Rayla Campbell, a Republican candidate running to become the next Secretary of State for the Commonwealth of Massachusetts, stunned the state's Republican convention last week after she claimed schools are teaching 5-year-old children to have oral sex.
But Campbell could not provide evidence schools are actually teaching 5-year-olds about oral sex, even when pressed by reporters from The Boston Globe.
Instead, she pointed to a bill concerning sex education currently being debated by the Massachusetts state legislature that would create “medically accurate, age-appropriate” sex education programs in schools and include information about sexual orientation and gender identity.
You can hear what Campbell said to the Republican convention crowd in the video below.
"I don’t think it’s nice when they’re telling your 5-year-old that he can [perform oral sex on] another 5-year-old. Do you?”
“Because that’s what’s happening in your schools! If this makes you uncomfortable, it should.”

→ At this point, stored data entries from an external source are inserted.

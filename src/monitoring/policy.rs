//! Retrain decision policy

use super::drift::{DatasetDriftResult, DriftReport};
use tracing::{info, warn};

/// Outcome of applying the drift threshold to a report
#[derive(Debug, Clone, PartialEq)]
pub enum DriftDecision {
    /// No usable `DatasetDriftMetric`; retraining cannot be decided
    MetricMissing,
    /// Share of drifted columns below the threshold
    WithinThreshold(DatasetDriftResult),
    /// Share of drifted columns at or above the threshold
    Exceeded(DatasetDriftResult),
}

impl DriftDecision {
    pub fn warrants_retraining(&self) -> bool {
        matches!(self, DriftDecision::Exceeded(_))
    }

    /// Share of drifted columns, when the metric was present
    pub fn share(&self) -> Option<f64> {
        match self {
            DriftDecision::MetricMissing => None,
            DriftDecision::WithinThreshold(d) | DriftDecision::Exceeded(d) => {
                Some(d.share_of_drifted_columns)
            }
        }
    }
}

/// Classify a drift report against `threshold` (inclusive)
pub fn evaluate_drift_decision(report: &DriftReport, threshold: f64) -> DriftDecision {
    let Some(dataset) = report.dataset_drift() else {
        warn!("No DatasetDriftMetric found, cannot decide retraining");
        return DriftDecision::MetricMissing;
    };

    info!(
        drifted = dataset.number_of_drifted_columns,
        total = dataset.number_of_columns,
        share = dataset.share_of_drifted_columns,
        threshold,
        "Drifted features: {}/{} ({:.2}%)",
        dataset.number_of_drifted_columns,
        dataset.number_of_columns,
        dataset.share_of_drifted_columns * 100.0
    );

    if dataset.share_of_drifted_columns >= threshold {
        DriftDecision::Exceeded(dataset)
    } else {
        DriftDecision::WithinThreshold(dataset)
    }
}

/// Whether the report warrants retraining at `threshold`
pub fn should_retrain(report: &DriftReport, threshold: f64) -> bool {
    evaluate_drift_decision(report, threshold).warrants_retraining()
}
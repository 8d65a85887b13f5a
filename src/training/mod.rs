/// Churn model training
///
/// This module provides:
/// - Dataset preparation and a deterministic stratified split
/// - Standard scaling and one-hot preprocessing
/// - Logistic regression fitting (linfa-logistic)
/// - ROC-AUC / accuracy validation
/// - Artifact persistence, run records and the retraining quality guard

pub mod artifacts;
pub mod classifier;
pub mod evaluation;
pub mod features;
pub mod guard;
pub mod models;
pub mod pipeline;
pub mod tracking;

pub use artifacts::{ArtifactStore, TrainedArtifacts};
pub use classifier::{ChurnModel, LogisticModel};
pub use features::Preprocessor;
pub use guard::{is_model_better, retrain_with_guard, GuardOutcome};
pub use models::{BaselineStats, ColumnStats, MetricsRecord, TrainSchema};
pub use pipeline::{fit_candidate, prepare_training_data, stratified_split, train, TrainingRun};
pub use tracking::{RunKind, RunRecord};
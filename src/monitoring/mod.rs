//! Drift monitoring and automated retraining
//!
//! Reads served predictions from the inference log, compares them against the
//! training reference, and decides whether to launch retraining.

pub mod cooldown;
pub mod drift;
pub mod launcher;
pub mod literal;
pub mod log_reader;
pub mod orchestrator;
pub mod policy;
pub mod report;
pub mod stats;

pub use cooldown::{can_retrain, update_retrain_state, CooldownGuard, RetrainState, RetrainStateLoad};
pub use drift::{
    ColumnDrift, ColumnType, DatasetDriftResult, DriftEvaluator, DriftReport, MetricResult,
    StatisticalDriftEvaluator, DATASET_DRIFT_METRIC,
};
pub use launcher::{ProcessTrainingLauncher, TrainingLauncher};
pub use log_reader::{load_inference_data, PREDICTION_EVENT};
pub use orchestrator::{NoDataReason, RetrainOrchestrator, RunOutcome};
pub use policy::{evaluate_drift_decision, should_retrain, DriftDecision};
pub use report::{write_report, DriftArtifacts};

Campbell's remarks echo other falsehoods currently favored in conservative circles.
In recent months, Republicans across the country have sponsored a wave of anti-LGBTQ+ legislation, much of it directed at transgender people.
Debates about what teachers should or should not teach in school have also taken center stage, largely in response to Florida's controversial "Don't Say Gay" bill.
Florida’s Republican-sponsored Parental Rights in Education bill, or H.B. 1557, was recently signed into law by Republican Governor Ron DeSantis. The law, colloquially known as the “Don’t Say Gay” law, aims to “reinforce the fundamental right of parents to make decisions regarding the upbringing and control of their children in a specified manner.”
The law wants to prohibit “a school district from encouraging classroom discussion about sexual orientation or gender identity in primary grade levels or in a specified manner” and authorizes parents to “bring an action against a school district to obtain a declaratory judgment that a school district procedure or practice violates certain provisions of law.”
Campbell's remarks sparked considerable backlash
If elected, Campbell would become the chief elections official of Massachusetts. She would be in charge of the conduct of elections, including the enforcement of qualifying rules, oversight of financial regulation and establishment of Election Day procedures.
And if elected, she would be the latest in a long line of Republican candidates to regurgitate former President Donald Trump's lies that the 2020 general election was stolen.
During her remarks, she promised that she and her team "are going to crush and destroy these rotten devils that call themselves Democrats," calling her candidacy "a battle of good versus evil.”